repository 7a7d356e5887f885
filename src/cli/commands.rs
use clap::{Parser, Subcommand, Args};

#[derive(Parser)]
#[command(name = "bugbench", version, about = "Benchmark agent frameworks on seeded bug-finding tasks")]
pub struct Cli {
    #[command(subcommand)]
    pub command: Commands,

    /// Increase log verbosity (repeat for more)
    #[arg(short, long, action = clap::ArgAction::Count, global = true)]
    pub verbose: u8,

    /// Suppress non-essential output
    #[arg(short, long, global = true)]
    pub quiet: bool,

    /// Disable colored output
    #[arg(long, global = true)]
    pub no_color: bool,
}

#[derive(Subcommand)]
pub enum Commands {
    /// Run the configured agents, score them, and save the results
    Run(RunArgs),
    /// List the seeded bugs in a codebase
    Scan(ScanArgs),
    /// Score saved agent outcomes without running any agent
    Score(ScoreArgs),
    /// Print a summary of a results file
    Summary(SummaryArgs),
    /// Validate a configuration file
    Validate(ValidateArgs),
}

#[derive(Args, Clone)]
pub struct RunArgs {
    /// YAML configuration file
    #[arg(short, long)]
    pub config: String,

    /// Run only this agent
    #[arg(short, long)]
    pub agent: Option<String>,

    /// Results file (overrides output.path)
    #[arg(short, long)]
    pub output: Option<String>,
}

#[derive(Args, Clone)]
pub struct ScanArgs {
    /// Codebase directory to scan
    #[arg(short, long)]
    pub codebase: String,

    /// Catalog name (defaults to the directory name)
    #[arg(short, long)]
    pub name: Option<String>,

    /// Bug marker regex; capture group 1 is the description
    #[arg(short, long)]
    pub pattern: Option<String>,

    /// File extensions to scan (repeatable)
    #[arg(long = "ext")]
    pub extensions: Vec<String>,

    /// Write the catalog as JSON
    #[arg(short, long)]
    pub output: Option<String>,
}

#[derive(Args, Clone)]
pub struct ScoreArgs {
    /// Catalog file (JSON or YAML)
    #[arg(long)]
    pub catalog: String,

    /// Codebase key inside the catalog
    #[arg(long)]
    pub codebase: String,

    /// Saved outcomes: JSON array, `{name: outcome}` map, or a results file
    #[arg(long)]
    pub outcomes: String,

    /// Results file
    #[arg(short, long, default_value = "agent_evaluation_results.json")]
    pub output: String,
}

#[derive(Args, Clone)]
pub struct SummaryArgs {
    /// Results file written by `run` or `score`
    #[arg(short, long, default_value = "agent_evaluation_results.json")]
    pub input: String,

    /// Print the ranking as a markdown table
    #[arg(long)]
    pub markdown: bool,

    /// Print text charts
    #[arg(long)]
    pub charts: bool,
}

#[derive(Args, Clone)]
pub struct ValidateArgs {
    /// Config file to validate
    pub config: String,
}
use std::path::Path;

use chrono::{DateTime, Utc};
use serde::{Deserialize, Serialize};
use tracing::info;

use crate::errors::BugbenchError;
use super::comparison::{ChartInputs, RankingRow};
use super::known_bug::KnownBug;
use super::metrics::FrameworkMetrics;
use super::outcome::AgentOutcome;

/// Everything one evaluation run produced, as written to the results file.
#[derive(Debug, Clone, Serialize, Deserialize)]
pub struct EvaluationReport {
    pub run_id: String,
    pub generated_at: DateTime<Utc>,
    pub tool_version: String,
    pub codebase: String,
    pub known_bugs: Vec<KnownBug>,
    pub agent_results: Vec<AgentOutcome>,
    /// Per-framework metrics, in framework order.
    pub evaluation: Vec<FrameworkMetrics>,
    /// Frameworks by descending recall.
    pub ranking: Vec<RankingRow>,
    pub charts: ChartInputs,
}

impl EvaluationReport {
    pub fn metrics_for(&self, framework: &str) -> Option<&FrameworkMetrics> {
        self.evaluation.iter().find(|m| m.framework == framework)
    }

    pub async fn save(&self, path: &Path) -> Result<(), BugbenchError> {
        if let Some(parent) = path.parent().filter(|p| !p.as_os_str().is_empty()) {
            tokio::fs::create_dir_all(parent).await?;
        }
        let json = serde_json::to_string_pretty(self)?;
        tokio::fs::write(path, json).await?;
        info!(path = %path.display(), frameworks = self.evaluation.len(), "Results saved");
        Ok(())
    }

    pub async fn load(path: &Path) -> Result<Self, BugbenchError> {
        let content = tokio::fs::read_to_string(path).await?;
        Ok(serde_json::from_str(&content)?)
    }
}
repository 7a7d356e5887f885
pub mod known_bug;
pub mod outcome;
pub mod claim;
pub mod match_record;
pub mod metrics;
pub mod comparison;
pub mod report;

pub use known_bug::*;
pub use outcome::*;
pub use claim::*;
pub use match_record::*;
pub use metrics::*;
pub use comparison::*;
pub use report::*;
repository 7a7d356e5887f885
use std::path::PathBuf;

use tokio::sync::mpsc;
use tracing::info;

use crate::agents::AgentAdapter;
use crate::catalog::BugCatalog;
use crate::cli::commands::RunArgs;
use crate::cli::progress::RunProgress;
use crate::config::{self, BugbenchConfig};
use crate::errors::BugbenchError;
use crate::harness::{EvaluationHarness, HarnessEvent};
use crate::reporting::format_summary;
use crate::report::ReportParser;
use crate::scoring::{BugMatcher, Scorer};

pub async fn handle_run(args: RunArgs, quiet: bool) -> Result<(), BugbenchError> {
    let config = config::parse_config(&PathBuf::from(&args.config)).await?;
    let catalog = load_catalog(&config)?;
    info!(codebase = %catalog.codebase(), known_bugs = catalog.count(), "Catalog ready");

    let adapters: Vec<Box<dyn AgentAdapter>> = config
        .build_adapters(args.agent.as_deref())?
        .into_iter()
        .map(|a| Box::new(a) as Box<dyn AgentAdapter>)
        .collect();

    let scorer = Scorer::new(
        ReportParser::new(config.parser_config()),
        BugMatcher::new(config.matcher_config()),
    );
    let mut harness = EvaluationHarness::new(catalog, scorer)
        .with_retry(config.retry_config())
        .with_concurrency(config.execution.concurrency);
    if let Some(prompt) = &config.prompt {
        harness = harness.with_prompt(prompt);
    }

    let display = if quiet {
        None
    } else {
        let (tx, rx) = mpsc::unbounded_channel();
        harness = harness.with_event_channel(tx);
        Some(tokio::spawn(render_progress(rx)))
    };

    let report = harness.run(&adapters).await;
    // Closes the event channel so the display task ends
    drop(harness);
    if let Some(task) = display {
        task.await.map_err(|e| BugbenchError::Internal(format!("Progress display failed: {}", e)))?;
    }

    let output = args.output.map(PathBuf::from).unwrap_or_else(|| config.output.path.clone());
    report.save(&output).await?;

    if !quiet {
        println!("\n{}", format_summary(&report));
    }
    println!("Results saved to {}", output.display());
    Ok(())
}

/// Build the ground truth: a catalog file wins over scanning the tree.
pub fn load_catalog(config: &BugbenchConfig) -> Result<BugCatalog, BugbenchError> {
    let codebase = &config.codebase;
    match (&codebase.catalog, &codebase.path) {
        (Some(catalog), _) => BugCatalog::load(catalog, &codebase.name),
        (None, Some(path)) => BugCatalog::scan(&codebase.name, path, &config.scan_options()),
        (None, None) => Err(BugbenchError::Config(
            "codebase needs either 'path' or 'catalog'".into(),
        )),
    }
}

async fn render_progress(mut rx: mpsc::UnboundedReceiver<HarnessEvent>) {
    let mut progress = RunProgress::new();
    while let Some(event) = rx.recv().await {
        progress.handle_event(&event);
    }
}
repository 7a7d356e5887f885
pub mod formatting;
pub mod truncation;
pub mod commands;
pub mod progress;
pub mod run;
pub mod scan;
pub mod score;
pub mod summary;

pub use commands::{Cli, Commands};
use std::collections::HashSet;
use std::path::Path;

use crate::agents::normalize_framework_name;
use crate::errors::BugbenchError;
use super::types::BugbenchConfig;
use super::schema::CONFIG_SCHEMA;
use tracing::warn;

const MAX_CONFIG_BYTES: u64 = 1_048_576;

pub async fn parse_config(path: &Path) -> Result<BugbenchConfig, BugbenchError> {
    if !path.exists() {
        return Err(BugbenchError::Config(format!("Config file not found: {}", path.display())));
    }

    let metadata = tokio::fs::metadata(path).await?;
    if metadata.len() > MAX_CONFIG_BYTES {
        return Err(BugbenchError::Config("Config file exceeds 1MB limit".into()));
    }

    let content = tokio::fs::read_to_string(path).await?;
    let mut config = parse_config_str(&content)?;

    // Relative paths are relative to the config file, not the working directory
    if let Some(base) = path.parent().filter(|p| !p.as_os_str().is_empty()) {
        resolve_paths(&mut config, base);
    }

    Ok(config)
}

/// Parse and validate configuration text.
pub fn parse_config_str(content: &str) -> Result<BugbenchConfig, BugbenchError> {
    let yaml: serde_yaml::Value = serde_yaml::from_str(content)?;

    // JSON Schema validation
    validate_schema(&yaml)?;

    // Parse into typed config
    let config: BugbenchConfig = serde_yaml::from_value(yaml)?;

    validate_semantics(&config)?;

    Ok(config)
}

/// Validate config against the JSON schema for structural correctness.
fn validate_schema(yaml: &serde_yaml::Value) -> Result<(), BugbenchError> {
    // Convert YAML value to JSON for schema validation
    let json_value = serde_json::to_value(yaml)
        .map_err(|e| BugbenchError::Config(format!("Config conversion error: {}", e)))?;

    let compiled = jsonschema::JSONSchema::compile(&CONFIG_SCHEMA)
        .map_err(|e| BugbenchError::Config(format!("Schema compilation error: {}", e)))?;

    let result = compiled.validate(&json_value);
    if let Err(errors) = result {
        // Advisory only; the semantic checks below are authoritative
        for e in errors {
            warn!(validation_error = %format!("{} at {}", e, e.instance_path), "Config schema warning");
        }
    }

    Ok(())
}

/// Reject configurations that would make the run meaningless.
fn validate_semantics(config: &BugbenchConfig) -> Result<(), BugbenchError> {
    if config.codebase.name.trim().is_empty() {
        return Err(BugbenchError::Config("codebase.name must not be empty".into()));
    }
    if config.codebase.path.is_none() && config.codebase.catalog.is_none() {
        return Err(BugbenchError::Config(
            "codebase needs either 'path' (to scan) or 'catalog' (to load)".into(),
        ));
    }

    let threshold = config.matcher.keyword_threshold;
    if !(threshold > 0.0 && threshold <= 1.0) {
        return Err(BugbenchError::Config(format!(
            "matcher.keyword_threshold must be in (0, 1], got {}",
            threshold
        )));
    }
    if config.matcher.min_token_length == 0 {
        return Err(BugbenchError::Config("matcher.min_token_length must be at least 1".into()));
    }
    if config.execution.concurrency == 0 {
        return Err(BugbenchError::Config("execution.concurrency must be at least 1".into()));
    }

    let mut seen = HashSet::new();
    for agent in &config.agents {
        if agent.command.first().map_or(true, |p| p.trim().is_empty()) {
            return Err(BugbenchError::Config(format!("Agent '{}' has an empty command", agent.name)));
        }
        let name = normalize_framework_name(&agent.name);
        if !seen.insert(name.clone()) {
            return Err(BugbenchError::Config(format!(
                "Duplicate agent '{}' (from '{}')",
                name, agent.name
            )));
        }
    }

    if config.agents.is_empty() {
        warn!("No agents configured; only the catalog will be built");
    }

    Ok(())
}

fn resolve_paths(config: &mut BugbenchConfig, base: &Path) {
    let resolve = |p: &mut std::path::PathBuf| {
        if p.is_relative() {
            *p = base.join(&*p);
        }
    };
    if let Some(path) = config.codebase.path.as_mut() {
        resolve(path);
    }
    if let Some(catalog) = config.codebase.catalog.as_mut() {
        resolve(catalog);
    }
}

#[cfg(test)]
mod tests {
    use super::*;

    const VALID: &str = r#"
codebase:
  name: test_codebase
  catalog: fixtures/bug_catalog.json
matcher:
  keyword_threshold: 0.5
agents:
  - name: langchain
    command: ["python", "langchain_agent.py"]
execution:
  concurrency: 2
"#;

    #[test]
    fn test_valid_config() {
        let config = parse_config_str(VALID).unwrap();
        assert_eq!(config.codebase.name, "test_codebase");
        assert_eq!(config.matcher.keyword_threshold, 0.5);
        assert_eq!(config.execution.concurrency, 2);
    }

    #[test]
    fn test_missing_source_rejected() {
        let err = parse_config_str("codebase:\n  name: x\n").unwrap_err();
        assert!(matches!(err, BugbenchError::Config(ref m) if m.contains("either")));
    }

    #[test]
    fn test_threshold_out_of_range() {
        let yaml = VALID.replace("0.5", "1.5");
        assert!(matches!(parse_config_str(&yaml), Err(BugbenchError::Config(_))));
        let yaml = VALID.replace("0.5", "0.0");
        assert!(matches!(parse_config_str(&yaml), Err(BugbenchError::Config(_))));
        let yaml = VALID.replace("0.5", "1.0");
        assert!(parse_config_str(&yaml).is_ok());
    }

    #[test]
    fn test_zero_concurrency_rejected() {
        let yaml = VALID.replace("concurrency: 2", "concurrency: 0");
        assert!(matches!(parse_config_str(&yaml), Err(BugbenchError::Config(_))));
    }

    #[test]
    fn test_zero_min_token_length_rejected() {
        let yaml = VALID.replace("keyword_threshold: 0.5", "min_token_length: 0");
        assert!(matches!(parse_config_str(&yaml), Err(BugbenchError::Config(_))));
    }

    #[test]
    fn test_empty_command_rejected() {
        let yaml = VALID.replace(r#"["python", "langchain_agent.py"]"#, "[]");
        assert!(matches!(parse_config_str(&yaml), Err(BugbenchError::Config(_))));
    }

    #[test]
    fn test_duplicate_normalized_names_rejected() {
        let yaml = format!(
            "{}  - name: langchain_example.py\n    command: [\"other\"]\n",
            VALID.replace("execution:\n  concurrency: 2\n", "")
        );
        let err = parse_config_str(&yaml).unwrap_err();
        assert!(matches!(err, BugbenchError::Config(ref m) if m.contains("Duplicate")));
    }

    #[test]
    fn test_malformed_yaml() {
        assert!(matches!(parse_config_str("codebase: [unclosed"), Err(BugbenchError::Yaml(_))));
    }

    #[tokio::test]
    async fn test_parse_config_file_resolves_paths() {
        let dir = tempfile::tempdir().unwrap();
        let path = dir.path().join("run.yaml");
        std::fs::write(&path, VALID).unwrap();
        let config = parse_config(&path).await.unwrap();
        assert_eq!(config.codebase.catalog, Some(dir.path().join("fixtures/bug_catalog.json")));
    }

    #[tokio::test]
    async fn test_parse_config_missing_file() {
        let err = parse_config(Path::new("/nonexistent/run.yaml")).await.unwrap_err();
        assert!(matches!(err, BugbenchError::Config(_)));
    }
}
use std::path::{Path, PathBuf};

use crate::catalog::{BugCatalog, ScanOptions};
use crate::cli::commands::ScanArgs;
use crate::errors::BugbenchError;
use crate::reporting::format_catalog_listing;

pub async fn handle_scan(args: ScanArgs, quiet: bool) -> Result<(), BugbenchError> {
    let root = PathBuf::from(&args.codebase);
    let name = args.name.clone().unwrap_or_else(|| default_name(&root));

    let mut options = ScanOptions::default();
    if let Some(pattern) = &args.pattern {
        options.bug_pattern = pattern.clone();
    }
    if !args.extensions.is_empty() {
        options.extensions = args.extensions.iter()
            .map(|e| e.trim_start_matches('.').to_string())
            .collect();
    }

    let catalog = BugCatalog::scan(&name, &root, &options)?;
    if !quiet {
        print!("{}", format_catalog_listing(&catalog));
    }

    if let Some(output) = &args.output {
        catalog.save(Path::new(output))?;
        println!("Catalog saved to {}", output);
    }
    Ok(())
}

fn default_name(root: &Path) -> String {
    root.file_name()
        .map(|n| n.to_string_lossy().into_owned())
        .unwrap_or_else(|| "codebase".to_string())
}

**Prompt**
Search the data for the string "AgentAdapter". List each line that has it.

**Result of the task**
use crate::agents::AgentAdapter;
    let adapters: Vec<Box<dyn AgentAdapter>> = config
        .map(|a| Box::new(a) as Box<dyn AgentAdapter>)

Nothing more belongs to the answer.